Gender gap: l’Italia arretra sul lavoro
Il World Economic Forum misura ogni anno il divario di genere in base a quattro parametri: partecipazione economica e opportunità, istruzione, salute e sopravvivenza, empowerment politico. Dei 142 Paesi coperti dall’indice del 2017, 82 hanno aumentato il loro punteggio complessivo rispetto all’anno precedente, mentre 60 lo hanno visto diminuire. Eppure, segnala il WEF, se si colmasse la parità di genere il Pil nel mondo aumenterebbe di 5,3 miliardi di dollari. Nel Global Gender Gap Report 2017 l’Italia continua ad arretrare, scesa all’82esimo posto su 144 Paesi, perdendo ben 32 posizioni rispetto all’anno precedente. Perdono posizioni anche gli USA, al 49esimo posto. Francia e Germania si piazzano all’11esima e 12esima posizione, la Gran Bretagna alla 15esima, con un recupero rispetto al 2016 di ben 5 posizioni. A guidare la classifica si conferma l’Islanda, seguita dai soliti Paesi Scandinavi, da Nicaragua e Slovenia. Questo confronto è indicativo della discrepanza di opportunità tra i due sessi nel nostro Paese, divario che non accenna a diminuire, mentre gli altri Stati hanno iniziato a correre verso la parità e a guadagnare in competitività.

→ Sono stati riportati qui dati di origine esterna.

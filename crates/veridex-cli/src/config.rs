//! Configuration management for the CLI.

use crate::cli::CliFormat;
use crate::error::{CliError, Result};
use serde::{Deserialize, Serialize};
use std::fs;
use std::path::{Path, PathBuf};

/// CLI configuration.
#[derive(Debug, Clone, Default, Serialize, Deserialize)]
pub struct Config {
    /// Display settings
    #[serde(default)]
    pub settings: Settings,

    /// Pipeline composition settings
    #[serde(default)]
    pub pipeline: PipelineSettings,
}

/// Global display settings.
#[derive(Debug, Clone, Serialize, Deserialize)]
pub struct Settings {
    /// Enable colored output
    #[serde(default = "default_true")]
    pub color: bool,

    /// Default output format
    #[serde(default)]
    pub format: OutputFormat,

    /// Command history size for the REPL
    #[serde(default = "default_history_size")]
    pub history_size: usize,
}

impl Default for Settings {
    fn default() -> Self {
        Self {
            color: true,
            format: OutputFormat::Table,
            history_size: default_history_size(),
        }
    }
}

/// Pipeline composition settings.
#[derive(Debug, Clone, Serialize, Deserialize)]
pub struct PipelineSettings {
    /// Corpus directory (built-in records when absent)
    #[serde(default, skip_serializing_if = "Option::is_none")]
    pub corpus_dir: Option<PathBuf>,

    /// Provenance ledger path
    #[serde(default, skip_serializing_if = "Option::is_none")]
    pub ledger_path: Option<PathBuf>,

    /// Directory for per-session analysis documents
    #[serde(default, skip_serializing_if = "Option::is_none")]
    pub output_dir: Option<PathBuf>,

    /// Contradiction detector registry name
    #[serde(default = "default_detector")]
    pub detector: String,

    /// Tone analyzer registry name
    #[serde(default = "default_tone_analyzer")]
    pub tone_analyzer: String,
}

impl Default for PipelineSettings {
    fn default() -> Self {
        Self {
            corpus_dir: None,
            ledger_path: None,
            output_dir: None,
            detector: default_detector(),
            tone_analyzer: default_tone_analyzer(),
        }
    }
}

/// Output format.
#[derive(Debug, Clone, Copy, Default, Serialize, Deserialize)]
#[serde(rename_all = "lowercase")]
pub enum OutputFormat {
    /// Table format
    #[default]
    Table,
    /// JSON format
    Json,
    /// Quiet (minimal) format
    Quiet,
}

impl From<CliFormat> for OutputFormat {
    fn from(format: CliFormat) -> Self {
        match format {
            CliFormat::Table => OutputFormat::Table,
            CliFormat::Json => OutputFormat::Json,
            CliFormat::Quiet => OutputFormat::Quiet,
        }
    }
}

impl Config {
    /// Directory holding the default config, ledger, and output files.
    pub fn data_dir() -> Result<PathBuf> {
        let home = dirs::home_dir()
            .ok_or_else(|| CliError::Config("Could not find home directory".into()))?;
        Ok(home.join(".veridex"))
    }

    /// Get the default configuration file path.
    pub fn path() -> Result<PathBuf> {
        Ok(Self::data_dir()?.join("config.toml"))
    }

    /// Load configuration from the default path or create defaults.
    pub fn load(override_path: Option<&Path>) -> Result<Self> {
        let path = match override_path {
            Some(path) => path.to_path_buf(),
            None => Self::path()?,
        };
        Self::load_from(&path)
    }

    /// Load configuration from a specific path, defaulting when absent.
    pub fn load_from(path: &Path) -> Result<Self> {
        if path.exists() {
            let contents = fs::read_to_string(path)?;
            Ok(toml::from_str(&contents)?)
        } else {
            Ok(Self::default())
        }
    }

    /// Save configuration to the default path.
    pub fn save(&self) -> Result<()> {
        let path = Self::path()?;
        if let Some(parent) = path.parent() {
            fs::create_dir_all(parent)?;
        }
        let contents = toml::to_string_pretty(self)
            .map_err(|e| CliError::Config(format!("Could not serialize config: {}", e)))?;
        fs::write(&path, contents)?;
        Ok(())
    }

    /// Resolved provenance ledger path.
    pub fn ledger_path(&self) -> Result<PathBuf> {
        match &self.pipeline.ledger_path {
            Some(path) => Ok(path.clone()),
            None => Ok(Self::data_dir()?.join("provenance.log")),
        }
    }

    /// Resolved output directory for analysis documents.
    pub fn output_dir(&self) -> Result<PathBuf> {
        match &self.pipeline.output_dir {
            Some(dir) => Ok(dir.clone()),
            None => Ok(Self::data_dir()?.join("output")),
        }
    }

    /// REPL history file path.
    pub fn history_path() -> Result<PathBuf> {
        Ok(Self::data_dir()?.join("history"))
    }
}

#[cfg(test)]
mod tests {
    use super::*;

    #[test]
    fn test_defaults_when_file_absent() {
        let dir = tempfile::tempdir().unwrap();
        let config = Config::load_from(&dir.path().join("missing.toml")).unwrap();
        assert!(config.settings.color);
        assert_eq!(config.pipeline.detector, "heuristic");
        assert_eq!(config.pipeline.tone_analyzer, "keyword");
        assert!(config.pipeline.corpus_dir.is_none());
    }

    #[test]
    fn test_partial_file_fills_defaults() {
        let dir = tempfile::tempdir().unwrap();
        let path = dir.path().join("config.toml");
        fs::write(
            &path,
            "[settings]\ncolor = false\n\n[pipeline]\ndetector = \"heuristic\"\n",
        )
        .unwrap();
        let config = Config::load_from(&path).unwrap();
        assert!(!config.settings.color);
        assert_eq!(config.settings.history_size, 1000);
        assert_eq!(config.pipeline.tone_analyzer, "keyword");
    }

    #[test]
    fn test_invalid_file_is_an_error() {
        let dir = tempfile::tempdir().unwrap();
        let path = dir.path().join("config.toml");
        fs::write(&path, "settings = 42").unwrap();
        assert!(Config::load_from(&path).is_err());
    }
}

fn default_true() -> bool {
    true
}

fn default_history_size() -> usize {
    1000
}

fn default_detector() -> String {
    "heuristic".to_string()
}

fn default_tone_analyzer() -> String {
    "keyword".to_string()
}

Il rapporto è una miniera di dati interessanti. Da tempo l’Islanda è considerata il Paese primo della classe nella lotta a ogni discriminazione. Da questo gennaio è entrata in vigore una nuova legge, approvata a marzo 2017 con consenso unanime, che impone la pari opportunità assoluta, con particolare attenzione alla pari ed equa retribuzione del lavoro in ogni azienda con più di 25 dipendenti, in ogni ministero e ad ogni grado di istituzione. Si tratta di un Paese in forte crescita economica e praticamente a piena occupazione, che vanta anche altre leggi ritenute esemplari dalle Nazioni Unite, da molte Ong e autorità internazionali. Ad esempio, le quota rosa di almeno il 40% negli organi direttivi, o la legge del 2006 sul congedo parentale di nove mesi. Non sono rari gli uomini che scelgono di usufruirne per aiutare lavoro e carriera delle compagne.

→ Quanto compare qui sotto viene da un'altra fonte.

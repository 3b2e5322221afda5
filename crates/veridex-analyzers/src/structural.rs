//! Structural analysis: clause extraction and contradiction detection

use veridex_domain::traits::ContradictionDetector;
use veridex_domain::Contradiction;

/// Clauses shorter than this are dropped as fragments
const MIN_CLAUSE_LEN: usize = 10;

const SOFTENER_TERMS: &[&str] = &["friendly", "courtesy", "reminder", "thank you"];
const THREAT_TERMS: &[&str] = &[
    "penalty",
    "warrant",
    "seizure",
    "enforcement",
    "prosecution",
    "arrest",
];
const MANDATORY_TERMS: &[&str] = &["must", "shall", "required to"];
const VOLUNTARY_TERMS: &[&str] = &["voluntary", "optional", "may decline", "not required"];

/// Split text into clause strings, in document order
///
/// Clauses are separated by sentence terminators, semicolons, and line
/// breaks; fragments shorter than 10 characters are dropped. Empty input
/// yields empty output.
pub fn extract_clauses(text: &str) -> Vec<String> {
    text.split(['.', '!', '?', ';', '\n'])
        .map(str::trim)
        .filter(|clause| clause.len() >= MIN_CLAUSE_LEN)
        .map(str::to_string)
        .collect()
}

/// The shipped keyword-heuristic contradiction detector
///
/// Two rules: rhetorical conflicts (courteous framing alongside
/// enforcement language) and semantic obligation conflicts (mandatory
/// language alongside voluntary language). A stronger detector can be
/// swapped in through the [`ContradictionDetector`] seam without
/// touching any caller.
#[derive(Debug, Clone, Copy, Default)]
pub struct HeuristicDetector;

impl HeuristicDetector {
    /// Create a new detector
    pub fn new() -> Self {
        Self
    }
}

impl ContradictionDetector for HeuristicDetector {
    fn name(&self) -> &'static str {
        "heuristic"
    }

    fn detect(&self, clauses: &[String]) -> Vec<Contradiction> {
        let lowered: Vec<String> = clauses.iter().map(|c| c.to_lowercase()).collect();
        let mut contradictions = Vec::new();

        detect_rhetorical(&lowered, &mut contradictions);
        detect_obligation_conflicts(clauses, &lowered, &mut contradictions);

        contradictions
    }
}

fn detect_rhetorical(lowered: &[String], out: &mut Vec<Contradiction>) {
    let softener = SOFTENER_TERMS
        .iter()
        .find(|t| lowered.iter().any(|c| c.contains(*t)));
    let threat = THREAT_TERMS
        .iter()
        .find(|t| lowered.iter().any(|c| c.contains(*t)));

    if let (Some(softener), Some(threat)) = (softener, threat) {
        out.push(Contradiction {
            kind: "rhetorical".to_string(),
            description: format!(
                "Document frames itself as \"{}\" while using enforcement language (\"{}\").",
                softener, threat
            ),
            confidence: 0.92,
        });
    }
}

fn detect_obligation_conflicts(
    clauses: &[String],
    lowered: &[String],
    out: &mut Vec<Contradiction>,
) {
    let mandatory: Vec<usize> = indices_containing(lowered, MANDATORY_TERMS);
    let voluntary: Vec<usize> = indices_containing(lowered, VOLUNTARY_TERMS);

    for &m in &mandatory {
        for &v in &voluntary {
            if m == v {
                continue;
            }
            let description = format!(
                "Mandatory language (\"{}\") conflicts with voluntary language (\"{}\").",
                snippet(&clauses[m]),
                snippet(&clauses[v])
            );
            if out.iter().any(|c| c.description == description) {
                continue;
            }
            out.push(Contradiction {
                kind: "semantic".to_string(),
                description,
                confidence: 0.78,
            });
        }
    }
}

fn indices_containing(lowered: &[String], terms: &[&str]) -> Vec<usize> {
    lowered
        .iter()
        .enumerate()
        .filter_map(|(i, clause)| terms.iter().any(|t| clause.contains(t)).then_some(i))
        .collect()
}

fn snippet(clause: &str) -> String {
    if clause.chars().count() <= 60 {
        clause.to_string()
    } else {
        let prefix: String = clause.chars().take(60).collect();
        format!("{}...", prefix)
    }
}

/// Convenience wrapper pairing clause extraction with a detector
pub struct StructuralAnalyzer {
    detector: Box<dyn ContradictionDetector>,
}

impl StructuralAnalyzer {
    /// Create an analyzer around the given detector strategy
    pub fn new(detector: Box<dyn ContradictionDetector>) -> Self {
        Self { detector }
    }

    /// Name of the underlying detector
    pub fn detector_name(&self) -> &'static str {
        self.detector.name()
    }

    /// Extract clauses and run contradiction detection over them
    pub fn analyze(&self, text: &str) -> (Vec<String>, Vec<Contradiction>) {
        let clauses = extract_clauses(text);
        let contradictions = self.detector.detect(&clauses);
        (clauses, contradictions)
    }
}

#[cfg(test)]
mod tests {
    use super::*;

    #[test]
    fn test_empty_text_yields_no_clauses() {
        assert!(extract_clauses("").is_empty());
        assert!(extract_clauses("   ").is_empty());
    }

    #[test]
    fn test_fragments_are_dropped() {
        let clauses = extract_clauses("Yes. This clause is long enough to keep.");
        assert_eq!(clauses, vec!["This clause is long enough to keep".to_string()]);
    }

    #[test]
    fn test_empty_clauses_yield_no_contradictions() {
        let detector = HeuristicDetector::new();
        assert!(detector.detect(&[]).is_empty());
    }

    #[test]
    fn test_rhetorical_contradiction() {
        let detector = HeuristicDetector::new();
        let clauses = extract_clauses(
            "This is a friendly reminder about your account. \
             Failure to respond may result in a penalty and enforcement action.",
        );
        let found = detector.detect(&clauses);
        assert!(found.iter().any(|c| c.kind == "rhetorical"));
        assert!(found.iter().all(|c| (0.0..=1.0).contains(&c.confidence)));
    }

    #[test]
    fn test_obligation_conflict() {
        let detector = HeuristicDetector::new();
        let clauses = vec![
            "You must respond within ten days of receipt".to_string(),
            "Participation in this program is voluntary".to_string(),
        ];
        let found = detector.detect(&clauses);
        assert!(found.iter().any(|c| c.kind == "semantic"));
    }

    #[test]
    fn test_same_clause_does_not_conflict_with_itself() {
        let detector = HeuristicDetector::new();
        let clauses = vec!["You must treat this voluntary program seriously".to_string()];
        assert!(detector.detect(&clauses).is_empty());
    }

    #[test]
    fn test_neutral_text_has_no_contradictions() {
        let detector = HeuristicDetector::new();
        let clauses = extract_clauses("The meeting is scheduled for Tuesday afternoon.");
        assert!(detector.detect(&clauses).is_empty());
    }
}
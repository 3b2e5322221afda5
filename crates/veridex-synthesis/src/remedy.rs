//! Remedy synthesis: (situation type, risk level) → remedy proposal

use tracing::debug;
use veridex_domain::{
    Contradiction, RemedyProposal, RiskLevel, SituationContext, SituationType,
};

const BASELINE_CONFIDENCE: f64 = 0.88;
const FALLBACK_CONFIDENCE: f64 = 0.75;

/// Maps situation and risk signals to a remedy category with strategies
///
/// A pure decision table: unknown or general situations fall back to a
/// generic administrative-process remedy, never an error. Contradictions
/// pass through unmodified for downstream aggregation.
#[derive(Debug, Clone, Copy, Default)]
pub struct RemedySynthesizer;

impl RemedySynthesizer {
    /// Create a new synthesizer
    pub fn new() -> Self {
        Self
    }

    /// Synthesize a remedy proposal for the analyzed situation
    pub fn synthesize(
        &self,
        situation: &SituationContext,
        risk: RiskLevel,
        contradictions: Vec<Contradiction>,
    ) -> RemedyProposal {
        let (remedy_type, description, strategies, confidence) =
            select_remedy(situation.situation_type, risk);

        debug!(
            situation_type = situation.situation_type.as_str(),
            risk = risk.as_str(),
            remedy_type,
            "remedy selected"
        );

        RemedyProposal {
            remedy_type: remedy_type.to_string(),
            description: description.to_string(),
            reasoning: build_reasoning(situation, risk, &contradictions),
            legal_strategies: strategies.iter().map(|s| s.to_string()).collect(),
            confidence,
            contradictions,
        }
    }
}

fn select_remedy(
    situation_type: SituationType,
    risk: RiskLevel,
) -> (&'static str, &'static str, &'static [&'static str], f64) {
    match situation_type {
        SituationType::TrafficStop => (
            "Administrative Notice",
            "Prepare and serve a notice of lawful travel documenting the encounter.",
            &[
                "Challenge jurisdiction",
                "Demand proof of commercial activity",
                "Preserve the record of the encounter",
            ],
            BASELINE_CONFIDENCE,
        ),
        SituationType::FeeDemand => (
            "UCC Administrative Process",
            fee_description(risk),
            &[
                "Challenge lawful authority for the fee",
                "Demand a fee schedule and due-process hearing",
                "Send notice and opportunity to cure",
            ],
            BASELINE_CONFIDENCE,
        ),
        SituationType::CourtSummons => (
            "Jurisdictional Challenge",
            "File a special appearance challenging jurisdiction before the response deadline.",
            &[
                "Calculate and honor the response deadline",
                "Appear specially to challenge jurisdiction",
                "Reserve all rights on the record",
            ],
            BASELINE_CONFIDENCE,
        ),
        SituationType::General => (
            "UCC Administrative Process",
            fee_description(risk),
            &["Challenge jurisdiction", "Send notice and opportunity to cure"],
            FALLBACK_CONFIDENCE,
        ),
    }
}

fn fee_description(risk: RiskLevel) -> &'static str {
    if risk == RiskLevel::High {
        "Generate and send a Conditional Acceptance for Value (CAFV)."
    } else {
        "Generate and send a Notice of Defect."
    }
}

fn build_reasoning(
    situation: &SituationContext,
    risk: RiskLevel,
    contradictions: &[Contradiction],
) -> String {
    let mut reasoning = format!(
        "The presentment pattern of a {} matter supports administrative remedy.",
        situation.situation_type.as_str().replace('_', " ")
    );
    if !contradictions.is_empty() {
        reasoning.push_str(&format!(
            " {} contradiction(s) indicate a flawed presentment.",
            contradictions.len()
        ));
    }
    if risk == RiskLevel::High {
        reasoning.push_str(" The high risk level warrants conditional acceptance over rejection.");
    }
    reasoning
}

#[cfg(test)]
mod tests {
    use super::*;
    use veridex_domain::SituationContext;

    fn situation(ty: SituationType) -> SituationContext {
        let mut ctx = SituationContext::default_context();
        ctx.situation_type = ty;
        ctx
    }

    #[test]
    fn test_unknown_situation_falls_back_to_generic_remedy() {
        let remedy = RemedySynthesizer::new().synthesize(
            &situation(SituationType::General),
            RiskLevel::Low,
            Vec::new(),
        );
        assert_eq!(remedy.remedy_type, "UCC Administrative Process");
        assert_eq!(remedy.description, "Generate and send a Notice of Defect.");
        assert!(!remedy.legal_strategies.is_empty());
        assert!(remedy.confidence > 0.0 && remedy.confidence <= 1.0);
    }

    #[test]
    fn test_high_risk_upgrades_to_conditional_acceptance() {
        let remedy = RemedySynthesizer::new().synthesize(
            &situation(SituationType::FeeDemand),
            RiskLevel::High,
            Vec::new(),
        );
        assert!(remedy.description.contains("Conditional Acceptance for Value"));
    }

    #[test]
    fn test_contradictions_pass_through_unmodified() {
        let contradictions = vec![Contradiction {
            kind: "semantic".to_string(),
            description: "Payment terms conflict.".to_string(),
            confidence: 0.78,
        }];
        let remedy = RemedySynthesizer::new().synthesize(
            &situation(SituationType::FeeDemand),
            RiskLevel::Medium,
            contradictions.clone(),
        );
        assert_eq!(remedy.contradictions, contradictions);
        assert!(remedy.reasoning.contains("flawed presentment"));
    }

    #[test]
    fn test_court_summons_gets_jurisdictional_challenge() {
        let remedy = RemedySynthesizer::new().synthesize(
            &situation(SituationType::CourtSummons),
            RiskLevel::Medium,
            Vec::new(),
        );
        assert_eq!(remedy.remedy_type, "Jurisdictional Challenge");
        assert!(remedy
            .legal_strategies
            .iter()
            .any(|s| s.contains("response deadline")));
    }
}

La lezione da imparare dall’Islanda è principalmente di natura culturale, il voler mettere in luce le discriminazioni subite dalle donne dando loro voce. È fondamentale che la disparità di genere non sia percepita come un problema unicamente femminile, e su questo punto c’è ancora molto da lavorare in Italia. Qui, infatti, il maggior divario tra i sessi nella rappresentanza politica e, soprattutto, nel mondo del lavoro, si traduce in un vistoso arretramento economico.

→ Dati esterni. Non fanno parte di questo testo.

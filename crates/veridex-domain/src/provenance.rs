//! Provenance tracking - the append-only audit trail

use crate::session::SessionId;
use chrono::{DateTime, Utc};
use serde::{Deserialize, Serialize};

/// One immutable audit record describing a stage's action within a session
///
/// Entries are append-only: once written to a sink they are never mutated
/// or deleted, and write order is the system's audit order.
#[derive(Debug, Clone, PartialEq, Serialize, Deserialize)]
pub struct ProvenanceEntry {
    /// When the action happened
    pub timestamp: DateTime<Utc>,

    /// The pipeline run this entry belongs to
    pub session_id: SessionId,

    /// Acting stage or component name
    pub agent: String,

    /// Action taxonomy tag ("analysis_started", "stage_complete", ...)
    pub action_type: String,

    /// Human-readable description of the action
    pub description: String,

    /// Optional input snapshot
    #[serde(skip_serializing_if = "Option::is_none")]
    pub input: Option<serde_json::Value>,

    /// Optional output snapshot
    #[serde(skip_serializing_if = "Option::is_none")]
    pub output: Option<serde_json::Value>,
}

impl ProvenanceEntry {
    /// Create a new provenance entry stamped with the current time
    pub fn new(
        session_id: SessionId,
        agent: impl Into<String>,
        action_type: impl Into<String>,
        description: impl Into<String>,
    ) -> Self {
        Self {
            timestamp: Utc::now(),
            session_id,
            agent: agent.into(),
            action_type: action_type.into(),
            description: description.into(),
            input: None,
            output: None,
        }
    }

    /// Attach an input snapshot
    pub fn with_input(mut self, input: serde_json::Value) -> Self {
        self.input = Some(input);
        self
    }

    /// Attach an output snapshot
    pub fn with_output(mut self, output: serde_json::Value) -> Self {
        self.output = Some(output);
        self
    }
}

#[cfg(test)]
mod tests {
    use super::*;

    #[test]
    fn test_entry_serializes_to_flat_json() {
        let session = SessionId::new();
        let entry = ProvenanceEntry::new(session, "Interpreter", "analysis", "Classified input")
            .with_output(serde_json::json!({"type": "fee_demand"}));

        let json = serde_json::to_value(&entry).unwrap();
        assert_eq!(json["agent"], "Interpreter");
        assert_eq!(json["action_type"], "analysis");
        assert_eq!(json["session_id"], session.to_string());
        assert_eq!(json["output"]["type"], "fee_demand");
        // Absent snapshots are omitted, not null
        assert!(json.get("input").is_none());
    }
}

Analizzando il report, si può osservare come, sebbene il divario di genere si sia notevolmente ridotto per l’istruzione, si è allargato quello economico a causa delle disparità reddituali (103esima posizione), salariali (126esima) e per la partecipazione alla forza lavoro (89esima).
Da una recente indagine condotta dall’Isfol, l’ente pubblico di ricerca sui temi della formazione delle politiche sociali e del lavoro, si è notato che se per i lavoratori gli svantaggi derivano da orari e condizioni fisiche più dure, le lavoratrici sono penalizzate in termini di reddito, stabilità occupazionale e possibilità di decidere in piena autonomia. Questa dinamica rischia di avere costi elevati, dal momento che è destinata a produrre un deterioramento della qualità del lavoro nel lungo periodo. E per qualità del lavoro si deve far riferimento alla pluralità degli aspetti del lavoro stesso, i quali si relazionano ai bisogni della persona, fondandosi sul principio dell’adeguamento del lavoro alla stessa (e non viceversa) e considerando la complessità e la totalità dell’esperienza lavorativa, non limitata alle sole condizioni fisiche del lavoro. Dell’esperienza lavorativa fanno parte, ad esempio, le questioni legate alla conciliazioni tra lavoro e vita familiare che per la componente femminile dell’occupazione hanno un peso maggiore.
Dalla ricerca emerge anche che le donne lavorano di più, 512 minuti contro 453 dei colleghi, mentre la disoccupazione è più alta tra le donne (12,8% contro il 10,9%), così come la percentuale di persone deluse dal proprio stato di disoccupazione (40,3% contro il 16,2% degli uomini).
L’Italia è quindi il fanalino di coda dell’Europa Occidentale, dietro anche alla Grecia, che si colloca al 78esimo posto. Questi dati dovrebbero fare da monito perché, come ci ricorda in apertura il rapporto Ocse 2017, l’uguaglianza di genere non è unicamente un diritto, ma è anche la pietra miliare di un’economia che punta alla crescita sostenibile e inclusiva.